PPPoE and termination

Hi All,

I’m looking into the best ways to assign an end user a static IP or even a block of static IPs that still allows us some control over their settings. Just giving them an IP to use on a /24 isn’t much of an option. I like using PPP and radius and I think PPPoE would be the best way to achieve some control over the user’s config and connection from a centralized network. All of our user and admin traffic is back hauled to our core facility and routed there so I’m looking to come up with our own termination hardware for those few we do PPPoE with. The rest are bridged DHCP users with the SM doing NAT. It wouldn’t be more than a handful but, as with all ISPs, it could grow and I want to try to take that into account. As always, money is something that we need to try not to spend too much of so I’d love to know if anyone else has come up with a cheap or homebrew method for terminating these connections. On the users side, I’m toying with using a buffalo router/wireless gateway that will do pppoe with the SM as a bridge.

What are some of the ISPs out there doing? What solutions and implementations have you come up with?

PPPoE is wonderful fun. I don’t think I can speak directly to what you’re trying to accomplish, but on the ‘growth’ side I can say that the magic is in planning and switching. Get used to having a lot of VLANs - the best way to make PPPoE work is to plan out Layer 2 isolation between everything. For us this means port-based VLANs on CMMs, CPE isolation in APs, separate PPPoE VLANs per tower. With our SMs in bridge mode we allow our customers to connect directly to the network and get a /32 when they sign in with their username. Even in the loosest configuration, our subscribers can talk only to the PPPoE router at the head end. One of the radios we use in our network goes so far as allowing us to apply filters at the ethernet ingress to only allow PPPoE frames. So you can see the obvious immediate security and stability benefits.

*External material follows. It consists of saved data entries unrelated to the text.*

//! Unified error handling for the price-feed store
//!
//! Every crate in the workspace reports failures through [`FeedError`], so the
//! store, the HTTP layer and the logs agree on one taxonomy.

use serde::{Deserialize, Serialize};
use std::collections::HashMap;
use thiserror::Error;

// ============================================================================
// ErrorInfo - API error response type
// ============================================================================

/// Standard error information for API responses
#[derive(Debug, Clone, Serialize, Deserialize)]
pub struct ErrorInfo {
    /// Error code (HTTP status or custom)
    pub code: u16,
    /// Error message
    pub message: String,
    /// Detailed error description
    #[serde(skip_serializing_if = "Option::is_none")]
    pub details: Option<String>,
    /// Field-specific errors for validation
    #[serde(default, skip_serializing_if = "HashMap::is_empty")]
    pub field_errors: HashMap<String, Vec<String>>,
}

impl ErrorInfo {
    /// Create a new ErrorInfo with just a message
    pub fn new(message: impl Into<String>) -> Self {
        Self {
            code: 500,
            message: message.into(),
            details: None,
            field_errors: HashMap::new(),
        }
    }

    /// Set the error code
    pub fn with_code(mut self, code: u16) -> Self {
        self.code = code;
        self
    }

    /// Add details
    pub fn with_details(mut self, details: impl Into<String>) -> Self {
        self.details = Some(details.into());
        self
    }

    /// Add a field error
    pub fn add_field_error(mut self, field: impl Into<String>, error: impl Into<String>) -> Self {
        self.field_errors
            .entry(field.into())
            .or_default()
            .push(error.into());
        self
    }
}

// ============================================================================
// FeedError - Main error type
// ============================================================================

/// Main error type for the price-feed store
#[derive(Debug, Error)]
pub enum FeedError {
    // ======================================
    // Access Errors
    // ======================================
    /// Caller lacks the role or identity a mutating operation requires
    #[error("Unauthorized: {0}")]
    Unauthorized(String),

    /// `claim_ownership` called while no transfer is pending
    #[error("No pending ownership transfer")]
    NoPendingTransfer,

    /// Caller is known but blocked by a feature gate
    #[error("Forbidden: {0}")]
    Forbidden(String),

    // ======================================
    // Validation Errors
    // ======================================
    #[error("Invalid address: {0}")]
    InvalidAddress(String),

    #[error("Invalid asset key: {0}")]
    InvalidAssetKey(String),

    #[error("Invalid parameter: {param}: {reason}")]
    InvalidParameter { param: String, reason: String },

    #[error("Batch too large: {len} entries exceeds limit of {max}")]
    BatchTooLarge { len: usize, max: usize },

    #[error("Division by zero: {context}")]
    DivisionByZero { context: String },

    // ======================================
    // Configuration Errors
    // ======================================
    #[error("Configuration error: {0}")]
    Configuration(String),

    #[error("Invalid configuration: {field}: {reason}")]
    InvalidConfig { field: String, reason: String },

    // ======================================
    // File & I/O Errors
    // ======================================
    #[error("IO error: {0}")]
    Io(#[from] std::io::Error),

    #[error("Serialization error: {0}")]
    Serialization(String),

    // ======================================
    // Catch-all
    // ======================================
    #[error("Internal error: {0}")]
    Internal(String),

    #[error(transparent)]
    Other(#[from] anyhow::Error),
}

/// Result type alias using FeedError
pub type FeedResult<T> = Result<T, FeedError>;

impl FeedError {
    /// Shorthand for an [`FeedError::InvalidParameter`]
    pub fn invalid_parameter(param: impl Into<String>, reason: impl Into<String>) -> Self {
        Self::InvalidParameter {
            param: param.into(),
            reason: reason.into(),
        }
    }

    /// Get the appropriate HTTP status code for this error
    pub fn status_code(&self) -> u16 {
        match self {
            // 400 Bad Request
            Self::InvalidAddress(_)
            | Self::InvalidAssetKey(_)
            | Self::InvalidParameter { .. }
            | Self::BatchTooLarge { .. }
            | Self::DivisionByZero { .. } => 400,

            // 401 Unauthorized
            Self::Unauthorized(_) => 401,

            // 403 Forbidden
            Self::Forbidden(_) => 403,

            // 409 Conflict
            Self::NoPendingTransfer => 409,

            // 500 Internal Server Error
            Self::Configuration(_)
            | Self::InvalidConfig { .. }
            | Self::Io(_)
            | Self::Serialization(_)
            | Self::Internal(_)
            | Self::Other(_) => 500,
        }
    }

    /// Stable machine-readable code for API bodies and logs
    pub fn error_code(&self) -> &'static str {
        match self {
            Self::Unauthorized(_) => "UNAUTHORIZED",
            Self::NoPendingTransfer => "NO_PENDING_TRANSFER",
            Self::Forbidden(_) => "FORBIDDEN",
            Self::InvalidAddress(_) => "INVALID_ADDRESS",
            Self::InvalidAssetKey(_) => "INVALID_ASSET_KEY",
            Self::InvalidParameter { .. } => "INVALID_PARAMETER",
            Self::BatchTooLarge { .. } => "BATCH_TOO_LARGE",
            Self::DivisionByZero { .. } => "DIVISION_BY_ZERO",
            Self::Configuration(_) => "CONFIGURATION_ERROR",
            Self::InvalidConfig { .. } => "INVALID_CONFIG",
            Self::Io(_) => "IO_ERROR",
            Self::Serialization(_) => "SERIALIZATION_ERROR",
            Self::Internal(_) => "INTERNAL_ERROR",
            Self::Other(_) => "OTHER_ERROR",
        }
    }

    /// Error category for classification and log levels
    pub fn category(&self) -> ErrorCategory {
        match self {
            Self::Unauthorized(_) | Self::NoPendingTransfer => ErrorCategory::Permission,
            Self::Forbidden(_) => ErrorCategory::Gated,
            Self::InvalidAddress(_)
            | Self::InvalidAssetKey(_)
            | Self::InvalidParameter { .. }
            | Self::DivisionByZero { .. } => ErrorCategory::Validation,
            Self::BatchTooLarge { .. } => ErrorCategory::ResourceExhausted,
            Self::Configuration(_) | Self::InvalidConfig { .. } => ErrorCategory::Configuration,
            Self::Io(_) | Self::Serialization(_) | Self::Internal(_) => ErrorCategory::Internal,
            Self::Other(_) => ErrorCategory::Unknown,
        }
    }

    /// Suggested tracing level when this error is logged
    pub fn log_level(&self) -> tracing::Level {
        use tracing::Level;
        match self.category() {
            ErrorCategory::Internal | ErrorCategory::Configuration => Level::ERROR,
            ErrorCategory::Permission | ErrorCategory::Gated => Level::WARN,
            ErrorCategory::Validation | ErrorCategory::ResourceExhausted => Level::INFO,
            ErrorCategory::Unknown => Level::WARN,
        }
    }

    /// Convert to API ErrorInfo for HTTP responses
    pub fn to_error_info(&self) -> ErrorInfo {
        let mut error_info = ErrorInfo::new(self.to_string()).with_code(self.status_code());

        match self {
            Self::InvalidParameter { param, reason } => {
                error_info = error_info.add_field_error(param, reason);
            },
            Self::InvalidConfig { field, reason } => {
                error_info = error_info.add_field_error(field, reason);
            },
            Self::BatchTooLarge { len, max } => {
                error_info = error_info.with_details(format!("received {}, limit {}", len, max));
            },
            _ => {},
        }

        error_info
    }

    /// Convert into an Axum HTTP response
    #[cfg(feature = "axum-support")]
    #[allow(clippy::disallowed_methods)] // json! macro internally uses unwrap (safe for known valid JSON)
    pub fn into_http_response(self) -> axum::response::Response {
        use axum::http::StatusCode;
        use axum::response::{IntoResponse, Json};
        use serde_json::json;

        let status =
            StatusCode::from_u16(self.status_code()).unwrap_or(StatusCode::INTERNAL_SERVER_ERROR);
        (
            status,
            Json(json!({
                "success": false,
                "error_code": self.error_code(),
                "error": self.to_error_info(),
            })),
        )
            .into_response()
    }
}

// Conversion traits for common error types
impl From<serde_json::Error> for FeedError {
    fn from(err: serde_json::Error) -> Self {
        Self::Serialization(err.to_string())
    }
}

impl From<serde_yaml::Error> for FeedError {
    fn from(err: serde_yaml::Error) -> Self {
        Self::Serialization(err.to_string())
    }
}

// Helper macros for creating errors
#[macro_export]
macro_rules! unauthorized {
    ($msg:expr) => {
        $crate::FeedError::Unauthorized($msg.to_string())
    };
    ($fmt:expr, $($arg:tt)*) => {
        $crate::FeedError::Unauthorized(format!($fmt, $($arg)*))
    };
}

#[macro_export]
macro_rules! forbidden {
    ($msg:expr) => {
        $crate::FeedError::Forbidden($msg.to_string())
    };
    ($fmt:expr, $($arg:tt)*) => {
        $crate::FeedError::Forbidden(format!($fmt, $($arg)*))
    };
}

#[macro_export]
macro_rules! config_error {
    ($msg:expr) => {
        $crate::FeedError::Configuration($msg.to_string())
    };
    ($fmt:expr, $($arg:tt)*) => {
        $crate::FeedError::Configuration(format!($fmt, $($arg)*))
    };
}

/// Error category enum - used for classification and log levels
#[derive(Debug, Clone, Copy, PartialEq, Eq)]
pub enum ErrorCategory {
    /// Missing role or wrong identity
    Permission,
    /// Blocked by whitelist or median gate
    Gated,
    Validation,
    ResourceExhausted,
    Configuration,
    Internal,
    Unknown,
}
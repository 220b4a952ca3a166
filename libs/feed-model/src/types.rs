//! Roles, feed kinds and post modes

use errors::FeedError;
use serde::{Deserialize, Serialize};
use std::fmt;
use std::str::FromStr;

/// Closed set of roles known to the access registry
#[derive(Debug, Clone, Copy, PartialEq, Eq, Hash, PartialOrd, Ord, Serialize, Deserialize)]
#[serde(rename_all = "lowercase")]
pub enum Role {
    /// Manages roles, feature gates and the whitelist
    Admin,
    /// Publishes price, deviation and median records
    Relayer,
}

impl Role {
    pub const ALL: [Role; 2] = [Role::Admin, Role::Relayer];

    pub fn as_str(&self) -> &'static str {
        match self {
            Role::Admin => "admin",
            Role::Relayer => "relayer",
        }
    }
}

impl fmt::Display for Role {
    fn fmt(&self, f: &mut fmt::Formatter<'_>) -> fmt::Result {
        f.write_str(self.as_str())
    }
}

impl FromStr for Role {
    type Err = FeedError;

    fn from_str(s: &str) -> Result<Self, Self::Err> {
        match s.to_ascii_lowercase().as_str() {
            "admin" | "default_admin_role" => Ok(Role::Admin),
            "relayer" | "relayer_role" => Ok(Role::Relayer),
            other => Err(FeedError::invalid_parameter(
                "role",
                format!("unknown role '{}', expected admin or relayer", other),
            )),
        }
    }
}

/// The three independent feeds kept per asset
#[derive(Debug, Clone, Copy, PartialEq, Eq, Hash, Serialize, Deserialize)]
#[serde(rename_all = "lowercase")]
pub enum FeedKind {
    Price,
    Deviation,
    Median,
}

impl FeedKind {
    pub fn as_str(&self) -> &'static str {
        match self {
            FeedKind::Price => "price",
            FeedKind::Deviation => "deviation",
            FeedKind::Median => "median",
        }
    }
}

impl fmt::Display for FeedKind {
    fn fmt(&self, f: &mut fmt::Formatter<'_>) -> fmt::Result {
        f.write_str(self.as_str())
    }
}

/// Freshness policy applied to each record of a post
#[derive(Debug, Clone, Copy, PartialEq, Eq, Default, Serialize, Deserialize)]
#[serde(rename_all = "lowercase")]
pub enum PostMode {
    /// Reject a record unless its resolve time is newer than the stored one
    #[default]
    Strict,
    /// Always overwrite
    Force,
}

impl PostMode {
    pub fn is_strict(&self) -> bool {
        matches!(self, PostMode::Strict)
    }
}

impl From<bool> for PostMode {
    fn from(strict: bool) -> Self {
        if strict {
            PostMode::Strict
        } else {
            PostMode::Force
        }
    }
}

If you’re just starting to play around, though, a lot of people are running MikroTik as PPPoE routers. This software is available for the x86 platform so you could toss it on a spare server. I’m not sure if it supports RADIUS attributes for an assigned subnet or not. I am pretty confident, though, that no PPPoE client implementations support being passed a routed subnet for an internal interface, so you’d need to send out routers instead of letting folks connect directly. Anything that can have NAT disabled should do the trick. I think those Buffalo units support DD-WRT… big thumbs up on DD-WRT.